A Conversation with Matt Thomson

New assistant professor of computational biology Matt Thomson discusses how cells make decisions and work together.

How do cells make decisions to divide, to differentiate, or to work together? For former physicist Matt Thomson, these questions drew him out of physics and into the study of computational biology. Thomson recently joined the Caltech faculty as an assistant professor of computational biology. We sat down with him to discuss his work and how he made the leap from physics into the world of the living.

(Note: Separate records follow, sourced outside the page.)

use lupin::common::*;
use lupin::graph_io::write_graph_json;
use lupin::network::Level;
use lupin::network_builder::*;

use clap::Parser;
use matrix_util::common_io::mkdir;
use matrix_util::sparse_io::NamedTriplets;

#[derive(Parser, Debug, Clone)]
pub struct BuildArgs {
    #[arg(
        long,
        required = true,
        help = "Predictor-response adjacency triplets",
        long_help = "Fitted predictor-response links as `predictor response weight` \n\
		     triplets. Zero weights are ignored."
    )]
    xy: Box<str>,

    #[arg(
        long,
        help = "Response-response adjacency triplets",
        long_help = "Optional response-response links as `response response weight`. \n\
		     Must be symmetric with an empty diagonal."
    )]
    yy: Option<Box<str>>,

    #[arg(
        short = 'x',
        long,
        required = true,
        help = "Predictor interval table",
        long_help = "Predictor attributes `id chr start end [strand [alias]]`. \n\
		     Node order follows this table."
    )]
    predictors: Box<str>,

    #[arg(
        short = 'y',
        long,
        required = true,
        help = "Response interval table",
        long_help = "Response attributes `id chr start end [strand [alias]]`. \n\
		     The alias (e.g., gene symbol) is what functional sets may refer to."
    )]
    responses: Box<str>,

    /// Output header
    #[arg(long, short, required = true)]
    out: Box<str>,

    #[arg(
        long,
        short,
        help = "verbosity",
        long_help = "Enable verbose output `RUST_LOG=info`"
    )]
    verbose: bool,
}

pub fn run_build(args: &BuildArgs) -> anyhow::Result<()> {
    if args.verbose {
        std::env::set_var("RUST_LOG", "info");
    }
    env_logger::init();

    let x_table = AttributeTable::from_file(Level::X, &args.predictors)?;
    let y_table = AttributeTable::from_file(Level::Y, &args.responses)?;
    info!(
        "{} predictors and {} responses in the attribute tables",
        x_table.len(),
        y_table.len()
    );

    let a_xy = Adjacency::from_triplets(
        &NamedTriplets::from_file(&args.xy)?,
        x_table.ids(),
        y_table.ids(),
    )?;

    let a_yy = match args.yy.as_deref() {
        Some(file) => Some(Adjacency::from_triplets(
            &NamedTriplets::from_file(file)?,
            y_table.ids(),
            y_table.ids(),
        )?),
        None => None,
    };

    info!(
        "{} predictor-response and {} response-response entries",
        a_xy.nnz(),
        a_yy.as_ref().map(|a| a.nnz()).unwrap_or(0)
    );

    let graph = NetworkBuilder::new(&x_table, &y_table)?.build(&a_xy, a_yy.as_ref())?;

    mkdir(&args.out)?;
    write_graph_json(&graph, &format!("{}.graph.json.gz", args.out))?;

    info!("done");
    Ok(())
}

What is computational biology?

It's a lot of different things. For me, it's really about building models of cells and cell behavior. 

Cells have a fascinating ability to make decisions. How does a stem cell decide to become a neuron, or a muscle cell? We try to answer this in my lab by building mathematical models of the networks of proteins inside single cells, in order to understand how they allow the cell to collect information and make developmental decisions.

In this way, we examine the molecules inside the cell, but we also look at how the cells themselves all work together to do things like construct a brain. We build models of collective cell behavior. One of the really weird things about development is that there are trillions of cells moving around. There's no master plan and yet somehow everything gets to the right place. How does this distributed system construct an organized tissue that can actually function?

So how do cells make decisions?

Inside each cell is a complex web of proteins called a regulatory network, kind of a chemical computer. They take information from outside of the cell—like signals sent from nearby cells—and change gene expression accordingly. We build models of cellular regulatory networks using dynamical theory, a branch of mathematics, in order to understand when and how cells decide what to do. 

How do you build a model of a cell?

You can build models of cells by measuring the messenger RNA (mRNA) abundance of every gene in the genome of a single cell. The different abundances of mRNA molecules tell you which genes are being turned on, and how strongly.

To do this, first you take cells from a tissue and put them inside water droplets, such that each droplet gets a single cell. Then you break the cell open inside the droplet, capture the RNA inside, and sequence it.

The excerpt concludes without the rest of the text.